- _EXERCISE_: Run through the data and copy out every line that mentions the word "columns".

- _RECORDS TO PROCESS_:
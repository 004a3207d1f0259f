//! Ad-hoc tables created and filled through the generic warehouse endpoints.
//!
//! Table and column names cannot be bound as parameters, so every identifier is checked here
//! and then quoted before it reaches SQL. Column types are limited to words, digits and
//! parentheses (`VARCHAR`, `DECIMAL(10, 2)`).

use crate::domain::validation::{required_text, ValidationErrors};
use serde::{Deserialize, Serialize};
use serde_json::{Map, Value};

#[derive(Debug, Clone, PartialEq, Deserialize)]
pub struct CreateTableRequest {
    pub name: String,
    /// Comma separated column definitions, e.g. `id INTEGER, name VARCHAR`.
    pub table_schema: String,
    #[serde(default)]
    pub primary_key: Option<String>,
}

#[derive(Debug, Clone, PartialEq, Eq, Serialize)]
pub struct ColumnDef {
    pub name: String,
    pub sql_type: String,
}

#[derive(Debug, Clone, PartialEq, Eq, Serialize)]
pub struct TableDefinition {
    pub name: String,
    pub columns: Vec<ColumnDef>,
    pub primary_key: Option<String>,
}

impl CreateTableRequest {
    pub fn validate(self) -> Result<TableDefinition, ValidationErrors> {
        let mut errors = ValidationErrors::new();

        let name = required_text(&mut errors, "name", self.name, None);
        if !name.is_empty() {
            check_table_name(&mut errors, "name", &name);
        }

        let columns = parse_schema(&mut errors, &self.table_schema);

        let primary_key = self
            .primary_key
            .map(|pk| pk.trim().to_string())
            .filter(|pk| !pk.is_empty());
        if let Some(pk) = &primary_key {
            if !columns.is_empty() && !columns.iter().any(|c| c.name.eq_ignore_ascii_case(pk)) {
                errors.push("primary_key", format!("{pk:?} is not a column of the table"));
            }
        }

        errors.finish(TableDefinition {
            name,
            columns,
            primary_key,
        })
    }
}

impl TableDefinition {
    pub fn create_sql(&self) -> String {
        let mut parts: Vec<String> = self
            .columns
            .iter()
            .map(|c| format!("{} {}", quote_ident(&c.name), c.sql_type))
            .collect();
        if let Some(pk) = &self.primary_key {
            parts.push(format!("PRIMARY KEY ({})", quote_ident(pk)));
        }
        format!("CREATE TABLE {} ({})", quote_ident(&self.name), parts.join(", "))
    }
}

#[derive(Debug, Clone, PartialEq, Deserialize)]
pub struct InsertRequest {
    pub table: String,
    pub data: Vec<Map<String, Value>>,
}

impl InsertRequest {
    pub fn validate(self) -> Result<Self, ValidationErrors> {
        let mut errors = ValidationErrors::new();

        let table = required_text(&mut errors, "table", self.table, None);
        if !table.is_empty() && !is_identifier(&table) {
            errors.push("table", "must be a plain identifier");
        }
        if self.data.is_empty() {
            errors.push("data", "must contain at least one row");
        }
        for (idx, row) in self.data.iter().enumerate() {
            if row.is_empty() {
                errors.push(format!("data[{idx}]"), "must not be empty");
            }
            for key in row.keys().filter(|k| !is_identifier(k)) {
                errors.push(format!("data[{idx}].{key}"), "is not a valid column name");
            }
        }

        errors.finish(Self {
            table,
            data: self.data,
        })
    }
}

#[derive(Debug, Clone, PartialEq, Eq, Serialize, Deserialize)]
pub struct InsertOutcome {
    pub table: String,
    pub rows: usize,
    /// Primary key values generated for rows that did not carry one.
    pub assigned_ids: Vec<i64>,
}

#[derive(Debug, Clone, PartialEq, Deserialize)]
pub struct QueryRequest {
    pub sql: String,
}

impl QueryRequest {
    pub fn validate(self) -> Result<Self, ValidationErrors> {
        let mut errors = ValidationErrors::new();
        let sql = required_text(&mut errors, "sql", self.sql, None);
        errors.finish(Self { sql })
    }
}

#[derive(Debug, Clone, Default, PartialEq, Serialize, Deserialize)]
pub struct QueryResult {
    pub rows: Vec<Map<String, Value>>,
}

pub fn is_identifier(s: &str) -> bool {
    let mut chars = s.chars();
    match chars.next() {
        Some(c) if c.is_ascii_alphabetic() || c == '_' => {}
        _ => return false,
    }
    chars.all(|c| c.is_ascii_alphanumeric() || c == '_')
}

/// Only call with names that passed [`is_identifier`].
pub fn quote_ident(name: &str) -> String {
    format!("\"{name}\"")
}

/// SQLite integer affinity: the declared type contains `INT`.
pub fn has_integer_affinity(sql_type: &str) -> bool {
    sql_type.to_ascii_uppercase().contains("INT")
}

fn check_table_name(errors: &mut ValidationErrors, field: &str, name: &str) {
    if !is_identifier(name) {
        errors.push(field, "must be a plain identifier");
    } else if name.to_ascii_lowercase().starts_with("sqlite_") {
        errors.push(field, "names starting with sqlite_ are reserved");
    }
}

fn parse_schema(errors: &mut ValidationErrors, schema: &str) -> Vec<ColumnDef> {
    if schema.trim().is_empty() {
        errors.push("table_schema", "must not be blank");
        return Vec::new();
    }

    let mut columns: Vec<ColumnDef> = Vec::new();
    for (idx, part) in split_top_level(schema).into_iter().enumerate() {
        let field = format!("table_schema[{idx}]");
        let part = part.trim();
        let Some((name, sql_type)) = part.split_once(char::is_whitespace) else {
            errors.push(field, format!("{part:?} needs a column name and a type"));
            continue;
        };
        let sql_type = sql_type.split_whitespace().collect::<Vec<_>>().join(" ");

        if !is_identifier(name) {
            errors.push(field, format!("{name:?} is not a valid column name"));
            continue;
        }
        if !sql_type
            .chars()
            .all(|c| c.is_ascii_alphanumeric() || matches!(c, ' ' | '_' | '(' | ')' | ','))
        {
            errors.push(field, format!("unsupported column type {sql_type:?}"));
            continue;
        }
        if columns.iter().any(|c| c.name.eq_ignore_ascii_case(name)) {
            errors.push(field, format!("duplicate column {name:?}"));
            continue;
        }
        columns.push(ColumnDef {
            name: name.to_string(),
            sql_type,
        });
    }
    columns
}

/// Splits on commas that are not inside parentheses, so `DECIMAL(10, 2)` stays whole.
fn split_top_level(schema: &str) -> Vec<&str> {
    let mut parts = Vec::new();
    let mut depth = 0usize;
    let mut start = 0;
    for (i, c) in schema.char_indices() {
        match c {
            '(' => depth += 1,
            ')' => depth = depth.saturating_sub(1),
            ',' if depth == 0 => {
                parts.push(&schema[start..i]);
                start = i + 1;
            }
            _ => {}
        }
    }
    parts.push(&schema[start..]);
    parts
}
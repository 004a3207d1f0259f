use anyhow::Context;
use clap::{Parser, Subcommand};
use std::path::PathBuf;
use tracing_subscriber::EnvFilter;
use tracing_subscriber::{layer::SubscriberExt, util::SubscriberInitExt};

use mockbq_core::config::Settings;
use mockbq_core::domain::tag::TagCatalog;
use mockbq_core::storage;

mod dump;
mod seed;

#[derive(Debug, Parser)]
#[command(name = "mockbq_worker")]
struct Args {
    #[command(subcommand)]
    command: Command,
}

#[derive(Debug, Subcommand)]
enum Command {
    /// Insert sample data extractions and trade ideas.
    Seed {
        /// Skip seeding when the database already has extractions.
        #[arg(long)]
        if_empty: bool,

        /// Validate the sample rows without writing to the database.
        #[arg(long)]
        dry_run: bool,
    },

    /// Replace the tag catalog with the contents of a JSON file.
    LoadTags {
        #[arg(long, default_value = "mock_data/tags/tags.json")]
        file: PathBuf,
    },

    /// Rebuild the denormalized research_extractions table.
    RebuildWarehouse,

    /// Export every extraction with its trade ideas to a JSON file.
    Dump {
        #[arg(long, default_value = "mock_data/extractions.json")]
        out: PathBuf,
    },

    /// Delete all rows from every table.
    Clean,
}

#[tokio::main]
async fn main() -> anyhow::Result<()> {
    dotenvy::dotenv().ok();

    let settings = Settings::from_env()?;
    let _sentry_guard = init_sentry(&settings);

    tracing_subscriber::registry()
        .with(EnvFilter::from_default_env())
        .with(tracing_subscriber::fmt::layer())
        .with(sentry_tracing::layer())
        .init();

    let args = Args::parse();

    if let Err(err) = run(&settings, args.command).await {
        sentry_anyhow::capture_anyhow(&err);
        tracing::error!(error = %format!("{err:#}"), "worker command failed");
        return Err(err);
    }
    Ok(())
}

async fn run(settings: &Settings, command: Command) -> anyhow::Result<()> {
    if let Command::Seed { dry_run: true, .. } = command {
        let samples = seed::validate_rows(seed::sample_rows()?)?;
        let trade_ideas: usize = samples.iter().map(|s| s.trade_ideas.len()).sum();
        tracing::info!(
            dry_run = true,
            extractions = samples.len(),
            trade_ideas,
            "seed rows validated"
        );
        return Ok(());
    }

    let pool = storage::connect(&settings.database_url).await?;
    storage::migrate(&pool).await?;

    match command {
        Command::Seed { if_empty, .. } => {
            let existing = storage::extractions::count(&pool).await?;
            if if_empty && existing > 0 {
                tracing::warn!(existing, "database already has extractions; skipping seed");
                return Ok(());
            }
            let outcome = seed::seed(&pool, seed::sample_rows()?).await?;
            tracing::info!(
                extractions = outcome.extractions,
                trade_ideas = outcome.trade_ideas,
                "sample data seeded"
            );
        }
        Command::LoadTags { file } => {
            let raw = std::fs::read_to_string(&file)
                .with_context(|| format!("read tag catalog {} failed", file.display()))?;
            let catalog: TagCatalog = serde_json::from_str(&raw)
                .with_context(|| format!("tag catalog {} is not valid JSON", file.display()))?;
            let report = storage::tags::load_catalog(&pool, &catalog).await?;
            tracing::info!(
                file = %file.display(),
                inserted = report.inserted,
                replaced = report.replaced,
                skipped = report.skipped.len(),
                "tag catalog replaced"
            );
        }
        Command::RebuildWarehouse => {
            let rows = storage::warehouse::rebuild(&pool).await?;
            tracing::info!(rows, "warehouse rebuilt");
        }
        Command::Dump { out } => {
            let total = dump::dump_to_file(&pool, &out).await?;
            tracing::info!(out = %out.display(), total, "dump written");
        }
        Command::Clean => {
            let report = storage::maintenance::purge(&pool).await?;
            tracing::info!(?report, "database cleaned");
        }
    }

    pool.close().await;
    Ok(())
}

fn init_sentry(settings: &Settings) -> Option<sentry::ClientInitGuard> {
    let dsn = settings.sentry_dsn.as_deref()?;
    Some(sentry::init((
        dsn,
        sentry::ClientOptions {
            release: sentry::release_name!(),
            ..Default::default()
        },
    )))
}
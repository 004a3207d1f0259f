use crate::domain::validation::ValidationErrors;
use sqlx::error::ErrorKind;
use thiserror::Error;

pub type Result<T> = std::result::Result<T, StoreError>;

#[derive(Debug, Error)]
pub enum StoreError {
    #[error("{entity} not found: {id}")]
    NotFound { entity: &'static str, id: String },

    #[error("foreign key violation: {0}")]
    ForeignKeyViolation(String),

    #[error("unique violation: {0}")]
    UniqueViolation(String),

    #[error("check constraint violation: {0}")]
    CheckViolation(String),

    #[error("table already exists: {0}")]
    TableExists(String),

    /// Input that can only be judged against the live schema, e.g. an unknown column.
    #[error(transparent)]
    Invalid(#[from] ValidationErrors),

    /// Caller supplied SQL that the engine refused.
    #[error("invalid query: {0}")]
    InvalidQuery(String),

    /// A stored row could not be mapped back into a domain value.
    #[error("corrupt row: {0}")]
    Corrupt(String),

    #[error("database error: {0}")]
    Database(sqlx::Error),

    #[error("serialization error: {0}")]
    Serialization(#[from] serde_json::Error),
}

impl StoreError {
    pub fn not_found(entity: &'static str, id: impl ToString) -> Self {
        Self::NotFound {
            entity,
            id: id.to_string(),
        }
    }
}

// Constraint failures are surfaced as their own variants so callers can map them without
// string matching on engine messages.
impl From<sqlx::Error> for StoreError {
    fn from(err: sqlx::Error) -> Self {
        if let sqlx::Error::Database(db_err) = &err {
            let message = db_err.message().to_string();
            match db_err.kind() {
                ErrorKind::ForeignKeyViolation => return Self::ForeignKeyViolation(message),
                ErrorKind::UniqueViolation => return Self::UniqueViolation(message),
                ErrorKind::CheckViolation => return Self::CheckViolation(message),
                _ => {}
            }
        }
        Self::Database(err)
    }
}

- _ANSWER BOX_:
    pub columns: Vec<ColumnDef>,
        let columns = parse_schema(&mut errors, &self.table_schema);
            if !columns.is_empty() && !columns.iter().any(|c| c.name.eq_ignore_ascii_case(pk)) {
            columns,
            .columns
    let mut columns: Vec<ColumnDef> = Vec::new();
        if columns.iter().any(|c| c.name.eq_ignore_ascii_case(name)) {
        columns.push(ColumnDef {
    columns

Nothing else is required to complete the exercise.